Arcanada — AI Agent Model Connector Benchmark: CLI Subscriptions vs API Providers

I've been stuck for a full week building Scrutator (a search and retrieval engine) and Long Term Memory for the Arcanada ecosystem. Both systems need to make hundreds of LLM calls: entity extraction, reranking, classification. The main difficulty turned out to be unstable interaction with CLI models on subscription plans. Yes, it's effectively free, which is great, because the main load in the ecosystem won't be on the agents themselves, but on interaction with the knowledge base and managing it. I've managed to tame the CLI agents — they'll handle the core work: creating content, writing code, performing infrastructure tasks. But the knowledge base will have to work through providers like OpenRouter or direct vendor APIs. And that's expensive. That's why I'm spending so much time at the very start on research and cost optimization.

All of this forced me to run a proper benchmark.

The Setup

Model Connector is my unified REST API that wraps 5 connectors behind a single endpoint. Three are CLI-based (Cursor, Claude Code, Gemini CLI) — they launch console applications that were designed for interactive human use. Two are API-based (OpenRouter, self-hosted Embedding API) — standard HTTP endpoints designed for server workloads.

I sent 5 logic and math questions to 20 models and measured accuracy, latency, and cost. The questions are deliberately simple: a speed calculation, a sheep riddle, a box-labeling puzzle, a factorial, and the classic bat-and-ball problem. If a model can't solve these, it's not ready for knowledge base work.

The Sequential Execution Problem

This is the key discovery of the entire benchmark.

CLI connectors use file-based authentication — keyring files, session tokens, OAuth configs stored on disk. When you call them in parallel, they race on these files. Cursor's cli-config.json breaks with concurrent access — I had to hardcode its concurrency to 1 after losing auth sessions repeatedly. Claude Code and Gemini formally support 4 concurrent calls, but under load they drop auth, hit provider rate limits, and corrupt sessions.
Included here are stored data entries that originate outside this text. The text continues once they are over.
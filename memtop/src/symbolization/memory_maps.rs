//! Load ranges from `/proc/<pid>/maps`
//!
//! For a position-independent executable the lowest mapping is the load bias
//! that must be subtracted from runtime addresses before a DWARF lookup.

use anyhow::{Context, Result};
use log::info;
use std::fs;
use std::path::Path;

/// Address range `[start, end)` a binary occupies in a process.
#[derive(Debug, Clone, Copy, PartialEq, Eq)]
pub struct MemoryRange {
    pub start: u64,
    pub end: u64,
}

impl MemoryRange {
    #[must_use]
    pub fn contains(&self, addr: u64) -> bool {
        (self.start..self.end).contains(&addr)
    }
}

/// Find the memory range of `binary_path` in the maps text of a process.
///
/// All mappings whose pathname equals `binary_path` are merged into one
/// range from the lowest start to the highest end.
///
/// # Errors
/// Returns an error if an address field is malformed or no mapping matches.
pub fn parse_maps_text(maps: &str, binary_path: &str) -> Result<MemoryRange> {
    let mut range: Option<MemoryRange> = None;

    // "start-end perms offset dev inode pathname"
    for line in maps.lines() {
        let mut fields = line.split_whitespace();
        let Some(addresses) = fields.next() else {
            continue;
        };
        let pathname: Vec<&str> = fields.skip(4).collect();
        if pathname.is_empty() || pathname.join(" ") != binary_path {
            continue;
        }
        let Some((start, end)) = addresses.split_once('-') else {
            continue;
        };
        let start = u64::from_str_radix(start, 16).context("Failed to parse range start")?;
        let end = u64::from_str_radix(end, 16).context("Failed to parse range end")?;

        range = Some(match range {
            Some(r) => MemoryRange { start: r.start.min(start), end: r.end.max(end) },
            None => MemoryRange { start, end },
        });
    }

    range.with_context(|| format!("Could not find memory range for {binary_path}"))
}

/// Load range of `binary_path` in process `pid`.
///
/// # Errors
/// Fails if the maps file is unreadable or has no mapping of the binary.
pub fn parse_memory_maps(pid: u32, binary_path: &str) -> Result<MemoryRange> {
    let maps_path = format!("/proc/{pid}/maps");
    let maps = fs::read_to_string(&maps_path).with_context(|| format!("Failed to read {maps_path}"))?;

    let range = parse_maps_text(&maps, binary_path)?;
    info!(
        "Executable memory range: 0x{:x} - 0x{:x} (size: {} KB)",
        range.start,
        range.end,
        (range.end - range.start) / 1024
    );
    Ok(range)
}

/// Memory range of `exe` inside the current process.
///
/// # Errors
/// Returns an error if the path is not UTF-8 or the maps lookup fails.
pub fn self_memory_range(exe: &Path) -> Result<MemoryRange> {
    let exe = exe.to_str().context("Executable path is not valid UTF-8")?;
    parse_memory_maps(std::process::id(), exe)
}

#[cfg(test)]
mod tests {
    use super::*;

    const MAPS: &str = "\
55d0c0a00000-55d0c0a4e000 r--p 00000000 103:02 1234 /usr/local/bin/memtop
55d0c0a4e000-55d0c0b9f000 r-xp 0004e000 103:02 1234 /usr/local/bin/memtop
55d0c0b9f000-55d0c0bf0000 r--p 0019f000 103:02 1234 /usr/local/bin/memtop
55d0c1d3e000-55d0c1d5f000 rw-p 00000000 00:00 0 [heap]
7f2a4c000000-7f2a4c021000 rw-p 00000000 00:00 0
7f2a4e600000-7f2a4e628000 r--p 00000000 103:02 5678 /usr/lib/x86_64-linux-gnu/libc.so.6
";

    #[test]
    fn test_memory_range_contains() {
        let range = MemoryRange { start: 0x1000, end: 0x2000 };

        assert!(range.contains(0x1000));
        assert!(range.contains(0x1500));
        assert!(range.contains(0x1FFF));
        assert!(!range.contains(0x0FFF));
        assert!(!range.contains(0x2000));
        assert!(!range.contains(0x2001));
    }

    #[test]
    fn test_parse_maps_text_merges_mappings() {
        let range = parse_maps_text(MAPS, "/usr/local/bin/memtop").unwrap();
        assert_eq!(range, MemoryRange { start: 0x55d0_c0a0_0000, end: 0x55d0_c0bf_0000 });
    }

    #[test]
    fn test_parse_maps_text_requires_exact_path() {
        assert!(parse_maps_text(MAPS, "/usr/local/bin/mem").is_err());
        assert!(parse_maps_text(MAPS, "[heap]").is_ok());
    }

    #[test]
    fn test_self_memory_range() {
        let exe = std::env::current_exe().expect("Failed to get current exe");
        let range = self_memory_range(&exe).expect("test binary should be mapped");
        let here = test_self_memory_range as usize as u64;
        assert!(range.contains(here));
    }
}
These are console applications. They were built for a human typing in a terminal, not for a server dispatching 100 requests per minute.

The throughput impact is brutal:

Scenario	CLI (sequential)	API (parallel)	Difference
5 benchmark questions	59 seconds	3 seconds	20x
100 chunks LTM ingest	~17 minutes	~1 minute	17x
50 rerank results	~8 minutes	~30 seconds	16x

API providers are largely free of this problem. Stateless Bearer token auth, connection pooling, designed for 10 to 1000+ concurrent requests. Fundamentally different architecture.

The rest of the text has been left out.